Overall, the manuscript is a good attempt to study the critical conditions that lead to the initiation of landslides in a Himalayan region. Unfortunately, it has severe methodological issues which do not allow its acceptance in the present form. In the following, I report a list of comments and suggestions that could be useful for addressing these issues and improving the quality of the work. In my opinion, the manuscript does not meet the standards for being considered for publication. It can be reconsidered after major revisions.List of comments and suggestions.
Line 19: I would not say "long-term climatology"
L31-31: these numbers deserve a reference
L49: the paper Gariano & Guzzetti 2016 does not deal with probabilistic approaches in rainfall thresholds
L51: It is worth mentioning also the frequentist method (Brunetti et al. 2010), which seems to be the most adopted method worldwide, with applications also in the Himalyan Area: e.g. 1) https://link.springer.com/article/10.1007/s10064-018-1415-2 ; 2) https://www.mdpi.com/2076-3263/9/7/302 ; 3) https://www.mdpi.com/2073-4441/11/8/1616/htm ; 4) https://link.springer.com/article/10.1007/s11069-020-04407-9
L54-55: please add references
L56-57: I do not understand what you mean with this sentence.
L68: I think you missed two papers that deserve to be read before writing an article dealing with rainfall thresholds in the Himalayas: 1) https://link.springer.com/article/10.1007/s10346-018-0966-4 ; 2) https://www.mdpi.com/2076-3417/10/7/2466
L92: don't you think that only six stations are few for making reliable analyses?
L92-93: I would mention here that these are Indian states. For an immediate understanding.
L95: actually, only one station covers the period 1970-2017. for all the others, the measurement range starts from 1985. It's a difference of 15 years, so it is worth mentioning it. Moreover, the stations Joshimath and Katra have very few data, so I would remove them from the analyses. At the end, only Dehrandun and Banihal have a sufficient amount of data.
L98: for which locations are the gridded daily rainfall obtained? the same of the stations or for the entire areas of the considered states? and for which period? please specify
L100-101: I would add some details on the landslide inventory. how many landslides? what information includes? what's the temporal range? what the temporal and spatial accuracy... and so on.

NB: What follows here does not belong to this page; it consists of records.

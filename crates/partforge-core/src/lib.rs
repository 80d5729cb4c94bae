//! partforge-core: domain model and pure logic for the partforge pipeline.
//!
//! This crate holds everything the generation pipeline shares and nothing
//! that talks to the outside world: sessions and their transcript,
//! requirements, the parameter extractor/patcher, geometry facts, version
//! ledger types, configuration, and the shared error type. Kernel
//! execution, model providers, and the orchestration live in the crates
//! built on top of it.

pub mod attachment;
pub mod config;
pub mod error;
pub mod geometry;
pub mod params;
pub mod requirements;
pub mod session;
pub mod version;

// Re-export common error type
pub use error::{ForgeError, Result};
//! Session repository trait.
//!
//! Defines the interface for session persistence. Persistence itself is an
//! external collaborator; the pipeline only depends on this contract.

use anyhow::Result;
use async_trait::async_trait;

use super::model::Session;

/// An abstract repository for managing session persistence.
#[async_trait]
pub trait SessionRepository: Send + Sync {
    /// Finds a session by its ID.
    ///
    /// # Returns
    ///
    /// - `Ok(Some(Session))`: Session found
    /// - `Ok(None)`: Session not found
    async fn find_by_id(&self, session_id: &str) -> Result<Option<Session>>;

    /// Saves a session to storage.
    async fn save(&self, session: &Session) -> Result<()>;

    /// Deletes a session from storage.
    async fn delete(&self, session_id: &str) -> Result<()>;

    /// Lists all stored sessions.
    async fn list_all(&self) -> Result<Vec<Session>>;
}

L104: how many gaps are present in each rainfall series? you could add this information in table 1, by adding e.g. the percentage of missing data in the time span of each station.
L144: this paragraph is not clear at all. it starts talking about triggering rainfall events that cause landslides, it continues talking about weighted average rainfall and it ends talking about thresholds not better specified. I can't follow what the authors want to describe. It is very unclear to me how the triggering rainfall events were reconstructed and how they are linked to the landslides that are supposed to have triggered. I would suggest a rewording of the section.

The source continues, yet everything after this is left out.